Chicken and Egg Problem Solved

Java Pimp writes "It seems scientists and philosophers now agree which came first. The Egg. From the CNN article: 'Put simply, the reason is down to the fact that genetic material does not change during an animal's life. Therefore the first bird that evolved into what we would call a chicken, probably in prehistoric times, must have first existed as an embryo inside an egg. Professor John Brookfield, a specialist in evolutionary genetics at the University of Nottingham, told the UK Press Association the pecking order was clear.' So, does this mean we can now show P=NP?"

2 of 449 comments (clear)

  1. Way to feed the Corporate Machine by Greyfox · · Score: 5, Interesting
    Did anyone happen to notice the last sentence of the article?

    The debate, which may come as a relief to those with argumentative relatives, was organized by Disney to promote the release of the film "Chicken Little" on DVD.

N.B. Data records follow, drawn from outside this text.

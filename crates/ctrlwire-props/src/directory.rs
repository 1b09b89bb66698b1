//! The property directory.
//!
//! The directory is a static table, usually loaded from JSON, that says
//! which properties a device exposes and how each maps onto the wire:
//!
//! ```json
//! [
//!   {
//!     "key": "general",
//!     "title": "General",
//!     "props": [
//!       { "key": "power", "title": "Power", "command": [16, 17] },
//!       { "key": "brightness", "command": 32, "kind": "Uint16", "limit": 16383 },
//!       { "key": "restart", "command": 251, "role": "action" }
//!     ]
//!   }
//! ]
//! ```
//!
//! Sections keep their declared order, and so do properties inside a
//! section. Notification routing relies on that order: the first matching
//! descriptor wins.

use std::collections::HashMap;

use ctrlwire_protocol::{
    BinaryReader, ProtocolError, Value, ValueKind, encode_fixed_string, encode_value,
    truncate_utf8,
};
use serde::{Deserialize, Serialize};
use tracing::debug;

use crate::{ConfigNode, PropertyPath, PropsError};

// ---------------------------------------------------------------------------
// Descriptor types
// ---------------------------------------------------------------------------

/// The command id(s) a property is written with.
#[derive(Debug, Clone, Copy, PartialEq, Eq, Serialize, Deserialize)]
#[serde(untagged)]
pub enum WireCommand {
    /// One command; the value travels in the payload.
    Single(u8),
    /// A boolean backed by two zero-payload commands, `[on, off]`.
    Pair([u8; 2]),
}

impl WireCommand {
    /// Returns `true` if a notification of `frame_type` belongs to this
    /// command.
    pub fn matches(self, frame_type: u8) -> bool {
        match self {
            Self::Single(cmd) => cmd == frame_type,
            Self::Pair(pair) => pair.contains(&frame_type),
        }
    }
}

/// What a property is for.
#[derive(Debug, Clone, Copy, Default, PartialEq, Eq, Serialize, Deserialize)]
#[serde(rename_all = "lowercase")]
pub enum PropertyRole {
    /// Holds a value that can be read and written.
    #[default]
    Value,
    /// A button: its command is sent with no payload and it holds no value.
    Action,
}

fn default_kind() -> ValueKind {
    ValueKind::Uint8
}

/// One controllable property.
#[derive(Debug, Clone, PartialEq, Serialize, Deserialize)]
pub struct PropertyDescriptor {
    pub key: PropertyPath,
    #[serde(default)]
    pub title: Option<String>,
    pub command: WireCommand,
    #[serde(default = "default_kind")]
    pub kind: ValueKind,
    #[serde(default)]
    pub max_length: Option<usize>,
    /// The property is only shown when the value at this path is truthy.
    #[serde(default)]
    pub visible_if: Option<PropertyPath>,
    #[serde(default)]
    pub min: Option<f64>,
    /// Upper bound for numeric values.
    #[serde(default)]
    pub limit: Option<f64>,
    #[serde(default)]
    pub role: PropertyRole,
}

/// A write ready to go on the wire.
#[derive(Debug, Clone, PartialEq)]
pub struct WriteRequest {
    pub command: u8,
    pub payload: Option<Vec<u8>>,
    /// The value the device ends up with if the write succeeds. For strings
    /// this is the truncated text that was actually sent.
    pub confirmed: Value,
}

impl PropertyDescriptor {
    /// Returns `true` if the property is backed by an on/off command pair.
    pub fn is_pair(&self) -> bool {
        matches!(self.command, WireCommand::Pair(_))
    }

    /// Converts a caller-supplied value to the form this property stores.
    ///
    /// Pairs store booleans. Numeric values are clamped to `min`/`limit`
    /// and then coerced to the property's kind.
    pub fn prepare(&self, value: Value) -> Result<Value, ProtocolError> {
        if self.is_pair() {
            return Ok(Value::Bool(value.is_truthy()));
        }
        if self.kind.is_string() {
            return value.coerce(self.kind);
        }
        value.clamped(self.min, self.limit).coerce(self.kind)
    }

    /// Builds the request that writes `value`, which must already be
    /// [prepared](Self::prepare).
    pub fn encode_write(&self, value: &Value) -> Result<WriteRequest, ProtocolError> {
        let cmd = match self.command {
            WireCommand::Pair([on, off]) => {
                let on_state = value.is_truthy();
                return Ok(WriteRequest {
                    command: if on_state { on } else { off },
                    payload: None,
                    confirmed: Value::Bool(on_state),
                });
            }
            WireCommand::Single(cmd) => cmd,
        };

        let (payload, confirmed) = match (self.kind, value) {
            (ValueKind::FixedString, Value::Str(s)) => {
                let n = self
                    .max_length
                    .ok_or(ProtocolError::MissingWidth(self.kind))?;
                let bytes = encode_fixed_string(s, n);
                let sent = BinaryReader::new(&bytes).read_fixed_string(n)?;
                (bytes, Value::Str(sent))
            }
            (ValueKind::NullTerminatedString, Value::Str(s)) => {
                let sent = match self.max_length {
                    Some(n) => truncate_utf8(s, n),
                    None => s.as_str(),
                };
                let bytes = encode_value(self.kind, value, self.max_length)?;
                (bytes, Value::Str(sent.to_string()))
            }
            _ => (
                encode_value(self.kind, value, self.max_length)?,
                value.clone(),
            ),
        };

        Ok(WriteRequest {
            command: cmd,
            payload: Some(payload),
            confirmed,
        })
    }

    /// The command an action property sends. For a pair, the `on` command.
    pub fn action_command(&self) -> u8 {
        match self.command {
            WireCommand::Single(cmd) => cmd,
            WireCommand::Pair([on, _]) => on,
        }
    }

    /// Decodes the value carried by a notification of `frame_type`.
    ///
    /// For a pair the payload is ignored: the frame type alone says whether
    /// the property is on.
    pub fn decode_notification(
        &self,
        frame_type: u8,
        reader: &mut BinaryReader<'_>,
    ) -> Result<Value, ProtocolError> {
        match self.command {
            WireCommand::Pair([on, _]) => Ok(Value::Bool(on == frame_type)),
            WireCommand::Single(_) => reader.read_value(self.kind, self.max_length),
        }
    }
}

/// An ordered group of properties.
#[derive(Debug, Clone, PartialEq, Serialize, Deserialize)]
pub struct Section {
    pub key: String,
    #[serde(default)]
    pub title: Option<String>,
    #[serde(default)]
    pub collapse: bool,
    #[serde(default)]
    pub lock: bool,
    #[serde(default)]
    pub visible_if: Option<PropertyPath>,
    #[serde(default)]
    pub props: Vec<PropertyDescriptor>,
}

// ---------------------------------------------------------------------------
// PropertyDirectory
// ---------------------------------------------------------------------------

/// Read-only lookup over a list of [`Section`]s.
#[derive(Debug, Clone, Default)]
pub struct PropertyDirectory {
    sections: Vec<Section>,
    /// Property key -> (section index, property index).
    index: HashMap<String, (usize, usize)>,
}

impl PropertyDirectory {
    /// Builds a directory, rejecting duplicate property keys.
    ///
    /// Sections without properties are dropped.
    pub fn from_sections(sections: Vec<Section>) -> Result<Self, PropsError> {
        let sections: Vec<Section> = sections
            .into_iter()
            .filter(|section| {
                if section.props.is_empty() {
                    debug!(section = %section.key, "skipping empty section");
                }
                !section.props.is_empty()
            })
            .collect();

        let mut index = HashMap::new();
        for (s, section) in sections.iter().enumerate() {
            for (p, prop) in section.props.iter().enumerate() {
                let key = prop.key.to_string();
                if index.insert(key.clone(), (s, p)).is_some() {
                    return Err(PropsError::DuplicateKey(key));
                }
            }
        }

        Ok(Self { sections, index })
    }

    /// Parses a JSON array of sections.
    pub fn from_json_str(json: &str) -> Result<Self, PropsError> {
        let sections: Vec<Section> = serde_json::from_str(json)?;
        Self::from_sections(sections)
    }

    pub fn sections(&self) -> &[Section] {
        &self.sections
    }

    /// All properties in directory order.
    pub fn properties(&self) -> impl Iterator<Item = &PropertyDescriptor> {
        self.sections.iter().flat_map(|section| section.props.iter())
    }

    pub fn find(&self, key: &str) -> Option<&PropertyDescriptor> {
        let &(s, p) = self.index.get(key)?;
        self.sections.get(s)?.props.get(p)
    }

    pub fn len(&self) -> usize {
        self.index.len()
    }

    pub fn is_empty(&self) -> bool {
        self.index.is_empty()
    }

    /// Finds the property a notification of `frame_type` updates.
    ///
    /// The first value property, in directory order, whose command matches
    /// and whose visibility predicate holds against `snapshot`.
    ///
    /// The predicate is checked for on/off pairs exactly as for single
    /// commands. A hidden pair never claims a notification, so two pairs
    /// sharing codes resolve the same way two single commands do.
    pub fn route(&self, frame_type: u8, snapshot: &ConfigNode) -> Option<&PropertyDescriptor> {
        self.properties().find(|prop| {
            prop.role == PropertyRole::Value
                && prop.command.matches(frame_type)
                && predicate_holds(prop.visible_if.as_ref(), snapshot)
        })
    }

    /// Whether `key` is visible: both its section's predicate and its own
    /// hold. `None` for unknown keys.
    pub fn is_visible(&self, key: &str, snapshot: &ConfigNode) -> Option<bool> {
        let &(s, p) = self.index.get(key)?;
        let section = self.sections.get(s)?;
        let prop = section.props.get(p)?;
        Some(
            predicate_holds(section.visible_if.as_ref(), snapshot)
                && predicate_holds(prop.visible_if.as_ref(), snapshot),
        )
    }

    /// Whether the section `key` is visible. `None` for unknown sections.
    pub fn is_section_visible(&self, key: &str, snapshot: &ConfigNode) -> Option<bool> {
        let section = self.sections.iter().find(|section| section.key == key)?;
        Some(predicate_holds(section.visible_if.as_ref(), snapshot))
    }
}

/// An absent predicate always holds. A present one holds when the value at
/// its path is truthy; containers count as truthy, missing paths do not.
fn predicate_holds(visible_if: Option<&PropertyPath>, snapshot: &ConfigNode) -> bool {
    let Some(path) = visible_if else {
        return true;
    };
    match snapshot.get(path) {
        Some(ConfigNode::Scalar(value)) => value.is_truthy(),
        Some(_) => true,
        None => false,
    }
}
//! Client configuration.

use ctrlwire_engine::EngineConfig;
use ctrlwire_throttle::ThrottleConfig;
use serde::{Deserialize, Serialize};

use crate::CtrlwireError;

/// Everything a [`ControlClient`](crate::ControlClient) can be tuned with.
///
/// Loads from JSON; every field is optional:
///
/// ```json
/// {
///   "engine": { "request_timeout_ms": 3000, "signature": [186, 218] },
///   "throttle": { "interval_us": 50000 }
/// }
/// ```
#[derive(Debug, Clone, Default, PartialEq, Eq, Serialize, Deserialize)]
#[serde(default)]
pub struct ClientConfig {
    pub engine: EngineConfig,
    /// Spacing between two writes of the same property.
    pub throttle: ThrottleConfig,
}

impl ClientConfig {
    pub fn from_json_str(json: &str) -> Result<Self, CtrlwireError> {
        Ok(serde_json::from_str(json)?)
    }

    /// Clamps values the client cannot run with. See
    /// [`EngineConfig::validated`] and [`ThrottleConfig::validated`].
    pub fn validated(self) -> Self {
        Self {
            engine: self.engine.validated(),
            throttle: self.throttle.validated(),
        }
    }
}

    So CNN and Slashdot are happily giving free advertising to The Mouse these days?

    --

    I'm trying to teach myself to set people on fire with my mind... Is it hot in here?

  2. Re:I thought this was obvious to everybody by Vellmont · · Score: 4, Interesting

    Except for the fact that chickens are birds, and birds evolved from dinosaurs, and dinosaurs layed eggs.

    Of course this is a literal interpretation of the phrase, and doesn't take into account the larger problem that it points to, that is "chicken and egg problems". The general question is more like "which came first, the egg, or the egg producer"? Ultimately I think the answer to this lies in the distinction we make between egg and not egg. When do you start calling something an egg? Does it have to have a hard outer shell like a chicken egg? Is a single cell that exchanges genetic information with another cell, then divides into a multi-celluar thing an egg?

    In reality the hard distinctions we make between things is a helpfull abstraction, but it's not exactly "real". Definitions are used to convey meaning, but the only thing that's real is the physical world, not our words for it.